AI Has Left the Lab. Now the Hard Work Begins.

AI Has Left the Lab. Now the Hard Work Begins.

BackerLeader posted 3 min read

A new report from F5 shows that most enterprises are running AI in production. The challenge now isn't adoption — it's management.

For years, organizations have been experimenting with AI. Testing it. Running proofs of concept. Building internal demos that never quite made it to production.

That era is over.

According to F5's 2026 State of Application Strategy Report, 78% of enterprises are now running AI inference as a core operational workload. That's not a pilot program. That's AI embedded in daily business operations — making decisions, routing traffic, and driving outcomes at scale.

And with that shift comes a set of problems most organizations didn't fully anticipate.


From Experimentation to Operations

The report surveyed more than 1,100 IT decision makers worldwide. The headline finding is clear: the AI conversation has moved from "should we?" to "how do we manage this at scale?"

Inference — running trained AI models to generate outputs — is now the dominant AI activity for 77% of respondents. Model training and tuning have largely taken a back seat. Organizations aren't just building AI anymore. They're operating it.

And they're operating a lot of it. The average enterprise now runs seven AI models in production simultaneously. Only 8% rely on a single model or provider. The rest are managing a portfolio of models spread across different vendors, use cases, and environments.

That's not a technology choice. According to the report, 90% of organizations use multiple models for technical reasons like API compatibility and failover, and 79% do so for business and strategic reasons like cost optimization and compliance. Nobody is running seven models because it's fun.


Complexity Is the New Normal

The infrastructure picture is equally complex. 93% of organizations are operating across multiple cloud environments, and 86% are running applications across on-premises, public cloud, and colocation environments.

Add AI workloads into that mix, and you've got a distributed system that needs the same architectural rigor as any other mission-critical infrastructure — routing, fallback logic, cost controls, security policies, and observability.

The report puts it plainly: AI inference is no longer a single endpoint. It behaves like a distributed system. And most organizations are still catching up to what that means.


Security Is Already a Problem

Here's a number worth paying attention to: 88% of respondents report having already encountered AI-related security issues.

This isn't a future risk. It's happening now. And as agentic AI enters the picture — autonomous systems that act on behalf of users and organizations — the security surface expands further.

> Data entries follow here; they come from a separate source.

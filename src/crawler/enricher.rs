//! Per-record enrichment
//!
//! Drives the fetcher and the page extractors for one organization website:
//! homepage first, then bounded contact-page discovery, then the directory
//! portal's own contact page when the record came from one.

use crate::config::{validate_portal_rule, Config, PortalRule};
use crate::crawler::{Fetcher, ShutdownSignal};
use crate::extract::{analyze_page, PageFindings};
use crate::logging::CrawlLogger;
use crate::state::{CrawlOutcome, CrawlResult};
use crate::url::parse_http_url;
use crate::{ConfigResult, FetchError};
use regex::Regex;
use std::sync::Arc;
use url::Url;

/// A portal rule with its homepage pattern compiled
#[derive(Debug, Clone)]
pub struct CompiledPortal {
    rule: PortalRule,
    pattern: Regex,
}

impl CompiledPortal {
    pub fn compile(rule: &PortalRule) -> ConfigResult<Self> {
        Ok(Self {
            pattern: validate_portal_rule(rule)?,
            rule: rule.clone(),
        })
    }

    pub fn name(&self) -> &str {
        &self.rule.name
    }

    /// True if the URL is a page of this portal
    pub fn matches(&self, url: &Url) -> bool {
        let host = url.host_str().unwrap_or("").to_ascii_lowercase();
        let path = url.path().to_ascii_lowercase();
        host.contains(&self.rule.host_contains.to_ascii_lowercase())
            && path.contains(&self.rule.path_contains.to_ascii_lowercase())
    }

    /// Digs the organization's own homepage out of a portal page
    pub fn unwrap_homepage(&self, body: &str) -> Option<Url> {
        let captures = self.pattern.captures(body)?;
        parse_http_url(captures.name("url")?.as_str())
    }

    /// The portal's contact page for the organization a portal URL refers to
    ///
    /// The organization ID must be all digits.
    pub fn contact_endpoint(&self, url: &Url) -> Option<Url> {
        let contact_path = self.rule.contact_path.as_deref()?;
        if !self.matches(url) {
            return None;
        }

        let id = url.query_pairs().find_map(|(key, value)| {
            let is_id_param = self.rule.id_params.iter().any(|param| *param == key);
            let is_numeric = !value.is_empty() && value.chars().all(|c| c.is_ascii_digit());
            (is_id_param && is_numeric).then(|| value.into_owned())
        })?;

        url.join(&contact_path.replace("{id}", &id)).ok()
    }
}

/// Why enrichment stopped before producing a result
enum Halt {
    Fetch(FetchError),
    Interrupted,
}

impl From<FetchError> for Halt {
    fn from(error: FetchError) -> Self {
        Self::Fetch(error)
    }
}

/// Enriches one website at a time
pub struct Enricher {
    fetcher: Fetcher,
    portals: Vec<CompiledPortal>,
    logger: Arc<CrawlLogger>,
}

impl Enricher {
    pub fn new(
        fetcher: Fetcher,
        portals: &[PortalRule],
        logger: Arc<CrawlLogger>,
    ) -> ConfigResult<Self> {
        let portals = portals
            .iter()
            .map(CompiledPortal::compile)
            .collect::<ConfigResult<Vec<_>>>()?;

        Ok(Self {
            fetcher,
            portals,
            logger,
        })
    }

    /// Builds the fetcher and enricher described by a configuration
    pub fn from_config(config: &Config, logger: Arc<CrawlLogger>) -> crate::Result<Self> {
        let fetcher = Fetcher::new(&config.http, Arc::clone(&logger))?;
        Ok(Self::new(fetcher, &config.portals, logger)?)
    }

    /// Recovers a public email and contact-form URL for one website
    ///
    /// Never fails: fetch errors on the homepage become `Blocked` or
    /// `Exception` outcomes, errors on later pages are skipped. A shutdown
    /// request observed between fetches yields `Interrupted`.
    pub async fn enrich(&mut self, website_url: &str, shutdown: &ShutdownSignal) -> CrawlResult {
        match self.run(website_url, shutdown).await {
            Ok(result) => result,
            Err(Halt::Interrupted) => CrawlResult::failed(CrawlOutcome::Interrupted),
            Err(Halt::Fetch(FetchError::RobotsDisallowed { .. })) => {
                CrawlResult::failed(CrawlOutcome::Blocked)
            }
            Err(Halt::Fetch(error)) => {
                CrawlResult::failed(CrawlOutcome::Exception(error.to_string()))
            }
        }
    }

    async fn run(
        &mut self,
        website_url: &str,
        shutdown: &ShutdownSignal,
    ) -> Result<CrawlResult, Halt> {
        check(shutdown)?;
        let first = self.fetcher.fetch(website_url).await?;
        if first.is_error_status() {
            return Ok(CrawlResult::failed(CrawlOutcome::HttpError(first.status_code)));
        }

        let unwrapped = self
            .portals
            .iter()
            .filter(|portal| portal.matches(&first.resolved_url))
            .find_map(|portal| {
                portal
                    .unwrap_homepage(&first.body)
                    .map(|url| (portal.name().to_string(), url))
            });

        let homepage = match unwrapped {
            Some((portal, real_homepage)) => {
                tracing::debug!(
                    "Unwrapped {} homepage {} from {}",
                    portal,
                    real_homepage,
                    first.resolved_url
                );
                check(shutdown)?;
                let page = self.fetcher.fetch(real_homepage.as_str()).await?;
                if page.is_error_status() {
                    return Ok(CrawlResult::failed(CrawlOutcome::HttpError(page.status_code)));
                }
                page
            }
            None => first,
        };

        let findings = analyze_page(&homepage.body, &homepage.resolved_url);
        let candidates = findings.contact_candidates.clone();
        let mut result = CrawlResult::success(None, None);
        fill_missing(&mut result, findings);

        if !result.is_complete() {
            for candidate in candidates {
                check(shutdown)?;
                if let Some(findings) = self.fetch_findings(&candidate).await {
                    fill_missing(&mut result, findings);
                }
                if result.is_complete() {
                    break;
                }
            }
        }

        if !result.is_complete() {
            if let Some(endpoint) = self.portal_contact_endpoint(website_url) {
                check(shutdown)?;
                if let Some(findings) = self.fetch_findings(&endpoint).await {
                    fill_missing(&mut result, findings);
                }
            }
        }

        Ok(result)
    }

    /// Fetches a secondary page; failures and error statuses are skipped
    async fn fetch_findings(&mut self, url: &Url) -> Option<PageFindings> {
        match self.fetcher.fetch(url.as_str()).await {
            Ok(page) if page.is_error_status() => {
                tracing::debug!("Skipping {} (HTTP {})", url, page.status_code);
                None
            }
            Ok(page) => Some(analyze_page(&page.body, &page.resolved_url)),
            Err(error) => {
                tracing::debug!("Skipping {}: {}", url, error);
                if matches!(error, FetchError::Tls { .. }) {
                    self.logger.error(&format!("contact page {}", url), &error);
                }
                None
            }
        }
    }

    fn portal_contact_endpoint(&self, website_url: &str) -> Option<Url> {
        let url = parse_http_url(website_url)?;
        self.portals
            .iter()
            .find_map(|portal| portal.contact_endpoint(&url))
    }
}

fn check(shutdown: &ShutdownSignal) -> Result<(), Halt> {
    if shutdown.is_triggered() {
        Err(Halt::Interrupted)
    } else {
        Ok(())
    }
}

/// Copies findings into fields that are still empty
fn fill_missing(result: &mut CrawlResult, findings: PageFindings) {
    if result.email.is_none() {
        result.email = findings.email;
    }
    if result.contact_form_url.is_none() {
        result.contact_form_url = findings.contact_form_url.map(String::from);
    }
}
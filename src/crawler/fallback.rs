//! External-command fetch used when the TLS stack rejects a site
//!
//! Some organization sites serve incomplete or outdated certificate chains
//! that `curl` with the system trust store still accepts.

use std::time::Duration;
use tokio::process::Command;
use url::Url;

/// Marker appended to curl's output via `-w` so status and final URL can be
/// recovered from stdout
const WRITE_OUT_MARKER: &str = "__contact_enricher__";

#[derive(Debug, Clone, PartialEq, Eq)]
pub struct FallbackResponse {
    pub body: String,
    pub status_code: u16,
    pub resolved_url: Url,
}

/// Runs `curl -L -sS --max-time T -A UA <url>`
#[derive(Debug, Clone)]
pub struct CurlFallback {
    command: String,
    timeout: Duration,
    user_agent: String,
}

impl CurlFallback {
    pub fn new(command: &str, timeout: Duration, user_agent: &str) -> Self {
        Self {
            command: command.to_string(),
            timeout,
            user_agent: user_agent.to_string(),
        }
    }

    /// Fetches a URL through the external command
    ///
    /// Errors are returned as messages; the caller decides how to surface them.
    pub async fn fetch(&self, url: &Url) -> Result<FallbackResponse, String> {
        let output = Command::new(&self.command)
            .arg("-L")
            .arg("-sS")
            .arg("--max-time")
            .arg(self.timeout.as_secs().max(1).to_string())
            .arg("-A")
            .arg(&self.user_agent)
            .arg("-w")
            .arg(format!("\n{} %{{http_code}} %{{url_effective}}", WRITE_OUT_MARKER))
            .arg(url.as_str())
            .kill_on_drop(true)
            .output()
            .await
            .map_err(|e| format!("failed to run {}: {}", self.command, e))?;

        if !output.status.success() {
            let stderr = String::from_utf8_lossy(&output.stderr);
            return Err(format!(
                "{} exited with {}: {}",
                self.command,
                output.status,
                stderr.trim()
            ));
        }

        let stdout = String::from_utf8_lossy(&output.stdout);
        Ok(parse_write_out(&stdout, url))
    }
}

/// Splits curl's stdout into body, status and effective URL
///
/// Without the marker the whole output is the body, the status is assumed to
/// be 200 and the URL is the one requested.
pub fn parse_write_out(stdout: &str, requested: &Url) -> FallbackResponse {
    let marker = format!("\n{} ", WRITE_OUT_MARKER);
    let Some(idx) = stdout.rfind(&marker) else {
        return FallbackResponse {
            body: stdout.to_string(),
            status_code: 200,
            resolved_url: requested.clone(),
        };
    };

    let body = stdout[..idx].to_string();
    let mut fields = stdout[idx + marker.len()..].split_whitespace();
    let status_code = fields
        .next()
        .and_then(|s| s.parse::<u16>().ok())
        .filter(|&s| s > 0)
        .unwrap_or(200);
    let resolved_url = fields
        .next()
        .and_then(|s| Url::parse(s).ok())
        .unwrap_or_else(|| requested.clone());

    FallbackResponse {
        body,
        status_code,
        resolved_url,
    }
}
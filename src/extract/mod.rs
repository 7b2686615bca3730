//! Page extraction module
//!
//! Pure functions that turn a fetched HTML page into contact findings:
//! email candidates per strategy, the public-email classifier, the
//! contact-form heuristic and contact-page discovery.
//!
//! Parsing never fails; malformed markup just yields fewer findings.

mod classify;
mod discover;
mod email;
mod form;
mod obfuscation;

pub use classify::{
    classify_public_email, normalize_email, ClassificationReason, EmailClassification,
    EmailStatus,
};
pub use discover::{candidate_contact_urls, FALLBACK_PATHS, MAX_CONTACT_CANDIDATES};
pub use email::{
    choose_best_email, choose_general_email, collect_candidates, extract_mailto, extract_text,
    EmailCandidate, EmailStrategy,
};
pub use form::extract_contact_form;
pub use obfuscation::{decode_cfemail, extract_obfuscated};

use scraper::{Html, Node};
use url::Url;

/// Elements whose text never renders
const HIDDEN_ELEMENTS: &[&str] = &["script", "style", "noscript", "template"];

/// Everything the enricher needs from one page
///
/// Produced synchronously so the parsed document never lives across an await.
#[derive(Debug, Clone, Default, PartialEq, Eq)]
pub struct PageFindings {
    pub email: Option<String>,
    pub contact_form_url: Option<Url>,
    pub contact_candidates: Vec<Url>,
}

/// Parses a page and extracts its findings
pub fn analyze_page(html: &str, page_url: &Url) -> PageFindings {
    let doc = Html::parse_document(html);
    PageFindings {
        email: choose_best_email(&doc, page_url),
        contact_form_url: extract_contact_form(&doc, page_url),
        contact_candidates: candidate_contact_urls(&doc, page_url),
    }
}

/// Concatenates the document's rendered text nodes
pub fn visible_text(doc: &Html) -> String {
    let mut text = String::new();
    for node in doc.tree.nodes() {
        let Node::Text(fragment) = node.value() else {
            continue;
        };
        let hidden = node
            .parent()
            .and_then(|parent| parent.value().as_element())
            .map(|element| HIDDEN_ELEMENTS.contains(&element.name()))
            .unwrap_or(false);
        if !hidden {
            text.push_str(fragment);
            text.push(' ');
        }
    }
    text
}
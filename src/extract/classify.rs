//! Public email classification
//!
//! Decides whether a scraped address is a genuine public contact address for
//! the site it was found on. Classification is pure: the same input always
//! yields the same verdict.

use crate::extract::EmailStrategy;
use crate::url::is_same_or_subdomain;
use regex::Regex;
use std::sync::OnceLock;
use url::Url;

/// Whether a candidate may be stored
#[derive(Debug, Clone, Copy, PartialEq, Eq)]
pub enum EmailStatus {
    Valid,
    Rejected,
}

/// Why a candidate got its status
#[derive(Debug, Clone, Copy, PartialEq, Eq)]
pub enum ClassificationReason {
    Accepted,
    Malformed,
    Placeholder,
    UnrelatedDomain,
}

#[derive(Debug, Clone, PartialEq, Eq)]
pub struct EmailClassification {
    pub normalized: String,
    pub status: EmailStatus,
    pub reason: ClassificationReason,
}

impl EmailClassification {
    pub fn is_valid(&self) -> bool {
        self.status == EmailStatus::Valid
    }

    fn rejected(normalized: String, reason: ClassificationReason) -> Self {
        Self {
            normalized,
            status: EmailStatus::Rejected,
            reason,
        }
    }
}

const MAX_ADDRESS_LEN: usize = 254;

const PLACEHOLDER_LOCALS: &[&str] = &[
    "noreply",
    "no-reply",
    "no_reply",
    "donotreply",
    "do-not-reply",
    "do_not_reply",
    "mailer-daemon",
    "postmaster",
    "bounce",
    "bounces",
    "example",
    "test",
    "user",
    "username",
    "name",
    "email",
    "your-email",
    "youremail",
    "yourname",
];

const PLACEHOLDER_DOMAINS: &[&str] = &[
    "example.com",
    "example.org",
    "example.net",
    "test.com",
    "domain.com",
    "email.com",
    "yourdomain.com",
    "yoursite.com",
    "mysite.com",
    "website.com",
    "sample.com",
    "company.com",
    "localhost",
];

/// File extensions that show up as fake TLDs, e.g. `logo@2x.png`
const ASSET_SUFFIXES: &[&str] = &[
    "png", "jpg", "jpeg", "gif", "svg", "webp", "bmp", "ico", "css", "js",
];

/// Website-builder, tracking and library domains whose addresses leak into
/// page markup without belonging to the organization
const VENDOR_DOMAINS: &[&str] = &[
    "sentry.io",
    "wixpress.com",
    "squarespace.com",
    "mailchimp.com",
    "sendgrid.net",
    "cloudflare.com",
    "googleapis.com",
    "w3.org",
    "schema.org",
    "jquery.com",
    "godaddy.com",
];

fn address_regex() -> &'static Regex {
    static RE: OnceLock<Regex> = OnceLock::new();
    RE.get_or_init(|| {
        Regex::new(r"^[a-z0-9._%+-]+@[a-z0-9-]+(\.[a-z0-9-]+)*\.[a-z]{2,24}$")
            .expect("address pattern is valid")
    })
}

/// Normalizes a raw address: trims wrapping punctuation, drops a `mailto:`
/// prefix and any query string, and lower-cases it
pub fn normalize_email(raw: &str) -> String {
    let mut value = trim_wrapping(raw);
    if let Some(rest) = strip_mailto(value) {
        value = rest;
    }
    if let Some(idx) = value.find('?') {
        value = &value[..idx];
    }
    trim_wrapping(value).to_lowercase()
}

/// Returns what follows a case-insensitive `mailto:` prefix
pub(crate) fn strip_mailto(value: &str) -> Option<&str> {
    let prefix = value.get(..7)?;
    if prefix.eq_ignore_ascii_case("mailto:") {
        value.get(7..)
    } else {
        None
    }
}

fn trim_wrapping(value: &str) -> &str {
    value.trim_matches(|c: char| c.is_whitespace() || "<>()[]{}\"'.,;:".contains(c))
}

/// Classifies a scraped address found on `source_url`
///
/// # Examples
///
/// ```
/// use contact_enricher::extract::{classify_public_email, EmailStatus, EmailStrategy};
/// use url::Url;
///
/// let source = Url::parse("https://school.example.com.au/").unwrap();
/// let verdict = classify_public_email("Info@Example.com.au", &source, EmailStrategy::Text);
/// assert_eq!(verdict.normalized, "info@example.com.au");
/// assert_eq!(verdict.status, EmailStatus::Valid);
/// ```
pub fn classify_public_email(
    address: &str,
    source_url: &Url,
    strategy: EmailStrategy,
) -> EmailClassification {
    let normalized = normalize_email(address);

    let verdict = if !is_well_formed(&normalized) {
        EmailClassification::rejected(normalized, ClassificationReason::Malformed)
    } else if is_placeholder(&normalized) {
        EmailClassification::rejected(normalized, ClassificationReason::Placeholder)
    } else if is_unrelated_vendor(&normalized, source_url) {
        EmailClassification::rejected(normalized, ClassificationReason::UnrelatedDomain)
    } else {
        EmailClassification {
            normalized,
            status: EmailStatus::Valid,
            reason: ClassificationReason::Accepted,
        }
    };

    tracing::trace!(
        "Classified {} ({:?}) from {}: {:?}",
        verdict.normalized,
        strategy,
        source_url,
        verdict.reason
    );
    verdict
}

fn split_address(address: &str) -> Option<(&str, &str)> {
    let mut parts = address.split('@');
    let local = parts.next()?;
    let domain = parts.next()?;
    if parts.next().is_some() {
        return None;
    }
    Some((local, domain))
}

fn is_well_formed(address: &str) -> bool {
    if address.len() > MAX_ADDRESS_LEN || address.contains("..") {
        return false;
    }
    if !address_regex().is_match(address) {
        return false;
    }
    let Some((local, domain)) = split_address(address) else {
        return false;
    };
    if local.starts_with('.') || local.ends_with('.') {
        return false;
    }
    domain
        .split('.')
        .all(|label| !label.is_empty() && !label.starts_with('-') && !label.ends_with('-'))
}

fn is_placeholder(address: &str) -> bool {
    let Some((local, domain)) = split_address(address) else {
        return true;
    };
    if PLACEHOLDER_LOCALS.contains(&local) || PLACEHOLDER_DOMAINS.contains(&domain) {
        return true;
    }
    domain
        .rsplit('.')
        .next()
        .map(|tld| ASSET_SUFFIXES.contains(&tld))
        .unwrap_or(false)
}

fn is_unrelated_vendor(address: &str, source_url: &Url) -> bool {
    let Some((_, domain)) = split_address(address) else {
        return false;
    };
    let source_host = source_url
        .host_str()
        .map(|h| h.to_ascii_lowercase())
        .unwrap_or_default();

    VENDOR_DOMAINS.iter().any(|vendor| {
        is_same_or_subdomain(vendor, domain) && !is_same_or_subdomain(vendor, &source_host)
    })
}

The report found that 98% of organizations are already modifying their external-facing applications to work with AI agents. Nearly half are implementing identity-aware infrastructure to manage agent traffic. And 77% expect identity and access control to be a significant challenge as AI agents proliferate.

Traditional security models weren't built for this. When an AI agent takes an action, who is responsible? How do you audit it? How do you prevent privilege creep across dozens of automated workflows?

These aren't rhetorical questions. They're operational ones that teams are working through right now.


The Real Shift: AI as Infrastructure

Perhaps the most important takeaway from the F5 report isn't a statistic. It's a framing shift.

AI is no longer something you use. It's something you operate. And operating it requires the same governance, security, and delivery frameworks that enterprise teams have applied to applications for decades.

The report describes this transition directly: the focus has moved from choosing models to governing inference. Controlling inputs, managing prompt layers, enforcing policies, and observing outputs have become the highest-leverage activities — not model selection or training.

In short, inference is now an application delivery and security problem.

Organizations that get ahead of this — investing in observability, authentication, and unified control across every environment where AI runs — are the ones most likely to turn their AI investments into real business value. The ones that don't will find complexity and security risks compounding faster than their ability to manage them.

The lab phase is behind us. The operational phase is here.